In the 1940s, a group of scientists discovered that cholesterol was actually good for you. In fact, it helped your body to fight off bacteria and viruses! This contradicts everything we’ve been told about cholesterol since then…

The “latest cholesterol research 2020” is a new study that has been released. The study has found that the popular knowledge about cholesterol is wrong and it actually helps to lower your risk of developing heart disease and stroke.

When I released the findings of my testosterone-boosting experiment in 2013, several readers chastised me for advising a high-cholesterol, high-fat diet. Despite the fact that I also disclosed the results of my blood test, which revealed fantastic cholesterol values, they said I was preaching a risky diet that would lead to heart disease and obesity.

I don’t hold these folks responsible for their remarks. Most of them, like myself, grew up in the 1980s and 1990s, when it was common knowledge that eating a high-cholesterol, high-fat diet would lead to heart disease and other health issues.
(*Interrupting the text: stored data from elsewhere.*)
use chart_engine::core::{ChartKind, DataValue};
use chart_engine::render::NullBackend;
use chart_engine::{BarChart, ChartRenderer};
use indexmap::indexmap;

fn sample_chart() -> BarChart {
    let series = indexmap! {
        "revenue".to_owned() => vec![DataValue::number(120.0), DataValue::number(95.0)],
    };
    let colors = indexmap! {
        "revenue".to_owned() => "#abcdef".to_owned(),
    };
    BarChart::new(series, colors)
}

#[test]
fn vertical_is_the_default_kind() {
    let config = sample_chart().to_config();
    assert_eq!(config.kind, ChartKind::Bar);
}

#[test]
fn horizontal_flag_switches_the_kind() {
    let config = sample_chart().with_horizontal(true).to_config();
    assert_eq!(config.kind, ChartKind::HorizontalBar);
}

#[test]
fn bar_datasets_carry_no_line_fields() {
    let config = sample_chart().to_config();
    let dataset = &config.data.datasets[0];
    assert_eq!(dataset.fill, None);
    assert_eq!(dataset.line_tension, None);
}

#[test]
fn labels_and_titles_pass_through() {
    let config = sample_chart()
        .with_title("Quarterly revenue")
        .with_axis_titles("Quarter", "USD")
        .with_x_labels(vec!["Q1".to_owned(), "Q2".to_owned()])
        .to_config();
    assert_eq!(
        config.data.labels,
        Some(vec!["Q1".to_owned(), "Q2".to_owned()])
    );
    assert_eq!(config.options.title.text.as_deref(), Some("Quarterly revenue"));
}

#[test]
fn renderer_records_resolved_kind() {
    let mut renderer = ChartRenderer::new(NullBackend::default());
    let chart = sample_chart().with_horizontal(true);
    renderer.render_bar(&chart).expect("render");
    assert_eq!(
        renderer.backend().created[0].kind,
        ChartKind::HorizontalBar
    );
}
But almost everything we thought we understood about cholesterol turns out to be false. (This includes me and what I believed was a strong correlation between this lipid molecule and testosterone!)
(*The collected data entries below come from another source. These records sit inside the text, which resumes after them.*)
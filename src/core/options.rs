use serde::{Deserialize, Serialize};

use crate::core::{ChartKind, Dataset};
use crate::error::{ChartError, ChartResult};
use crate::time::DisplayFormats;

/// Assembled configuration record, shaped like the charting library's
/// `{type, data, options}` object.
///
/// The record is built fresh per render call and never mutated after being
/// handed to a backend. Serialized field names match the Chart.js v2 wire
/// shape, so `to_json_pretty` output can be fed to the library directly.
#[derive(Debug, Clone, PartialEq, Serialize, Deserialize)]
pub struct ChartConfig {
    #[serde(rename = "type")]
    pub kind: ChartKind,
    pub data: ChartData,
    pub options: ChartOptions,
}

impl ChartConfig {
    /// Serializes the record to pretty JSON.
    pub fn to_json_pretty(&self) -> ChartResult<String> {
        serde_json::to_string_pretty(self)
            .map_err(|e| ChartError::InvalidData(format!("failed to serialize chart config: {e}")))
    }

    /// Deserializes a record from JSON.
    pub fn from_json_str(input: &str) -> ChartResult<Self> {
        serde_json::from_str(input)
            .map_err(|e| ChartError::InvalidData(format!("failed to parse chart config: {e}")))
    }
}

#[derive(Debug, Clone, PartialEq, Serialize, Deserialize)]
pub struct ChartData {
    pub datasets: Vec<Dataset>,
    #[serde(default, skip_serializing_if = "Option::is_none")]
    pub labels: Option<Vec<String>>,
}

#[derive(Debug, Clone, PartialEq, Serialize, Deserialize)]
#[serde(rename_all = "camelCase")]
pub struct ChartOptions {
    pub responsive: bool,
    pub title: TitleOptions,
    pub legend: LegendOptions,
    pub scales: ScalesOptions,
    /// Arc length in radians; set to pi for half-circle gauges.
    #[serde(default, skip_serializing_if = "Option::is_none")]
    pub circumference: Option<f64>,
    #[serde(default, skip_serializing_if = "Option::is_none")]
    pub rotation: Option<f64>,
    #[serde(default, skip_serializing_if = "Option::is_none")]
    pub cutout_percentage: Option<f64>,
    #[serde(default, skip_serializing_if = "Option::is_none")]
    pub tooltips: Option<TooltipOptions>,
}

#[derive(Debug, Clone, PartialEq, Serialize, Deserialize)]
pub struct TitleOptions {
    pub display: bool,
    #[serde(default, skip_serializing_if = "Option::is_none")]
    pub text: Option<String>,
}

/// Legend block. `display` stays absent from the serialized record when the
/// caller did not specify a toggle, leaving the library default untouched.
#[derive(Debug, Clone, Copy, PartialEq, Eq, Default, Serialize, Deserialize)]
pub struct LegendOptions {
    #[serde(default, skip_serializing_if = "Option::is_none")]
    pub display: Option<bool>,
}

/// Axis containers. Always exactly one axis per dimension, even though the
/// library accepts more.
#[derive(Debug, Clone, PartialEq, Serialize, Deserialize)]
#[serde(rename_all = "camelCase")]
pub struct ScalesOptions {
    pub x_axes: Vec<AxisOptions>,
    pub y_axes: Vec<AxisOptions>,
}

#[derive(Debug, Clone, PartialEq, Serialize, Deserialize)]
#[serde(rename_all = "camelCase")]
pub struct AxisOptions {
    pub display: bool,
    pub scale_label: ScaleLabelOptions,
    #[serde(default, skip_serializing_if = "Option::is_none")]
    pub grid_lines: Option<GridLineOptions>,
    #[serde(rename = "type", default, skip_serializing_if = "Option::is_none")]
    pub axis_type: Option<AxisType>,
    #[serde(default, skip_serializing_if = "Option::is_none")]
    pub time: Option<TimeAxisOptions>,
}

impl AxisOptions {
    /// Visible axis whose scale label is gated on a title being present.
    #[must_use]
    pub fn titled(title: Option<&str>) -> Self {
        Self {
            display: true,
            scale_label: ScaleLabelOptions {
                display: title.is_some(),
                label_string: title.map(str::to_owned),
            },
            grid_lines: None,
            axis_type: None,
            time: None,
        }
    }
}

#[derive(Debug, Clone, Copy, PartialEq, Eq, Serialize, Deserialize)]
#[serde(rename_all = "lowercase")]
pub enum AxisType {
    Time,
}

#[derive(Debug, Clone, PartialEq, Serialize, Deserialize)]
#[serde(rename_all = "camelCase")]
pub struct ScaleLabelOptions {
    pub display: bool,
    #[serde(default, skip_serializing_if = "Option::is_none")]
    pub label_string: Option<String>,
}

#[derive(Debug, Clone, Copy, PartialEq, Eq, Serialize, Deserialize)]
pub struct GridLineOptions {
    pub display: bool,
}

#[derive(Debug, Clone, PartialEq, Serialize, Deserialize)]
#[serde(rename_all = "camelCase")]
pub struct TimeAxisOptions {
    pub display_formats: DisplayFormats,
}

/// Tooltip block. Label generation is a closure in the charting library;
/// here it is a typed mode the backend maps to a real callback.
#[derive(Debug, Clone, Copy, PartialEq, Eq, Serialize, Deserialize)]
pub struct TooltipOptions {
    pub callbacks: TooltipCallbacks,
}

#[derive(Debug, Clone, Copy, PartialEq, Eq, Serialize, Deserialize)]
pub struct TooltipCallbacks {
    pub label: TooltipLabelMode,
}

#[derive(Debug, Clone, Copy, PartialEq, Eq, Serialize, Deserialize)]
#[serde(rename_all = "camelCase")]
pub enum TooltipLabelMode {
    /// Percent labels for gauge slices; see `api::gauge_tooltip_label`.
    GaugePercent,
}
Cholesterol, in reality, isn’t a terrible guy. He’s merely been misinterpreted. And now, we’re going to tell you all you need to know about Mr. Cholesterol and give you the inside scoop on this molecule.

Cholesterol’s Advantages

You’d die if you didn’t have cholesterol.

It’s as simple as that.

This is due to the fact that cholesterol is the basic material that your body requires for a variety of tasks. Did you know that all of your cells’ membranes contain a significant quantity of cholesterol? We’d be jelly blobs if we didn’t have it since our cells wouldn’t have any structure.

Apart from preventing us from melting into pools of goop, cholesterol has the following advantages:

Cholesterol is used to make sex hormones. Cholesterol is used to generate testosterone, the hormone that gives you hair on your chest and makes you powerful like a bull. T isn’t the only one. Estrogen and the other sex hormones required for female sexual characteristics are also generated from cholesterol.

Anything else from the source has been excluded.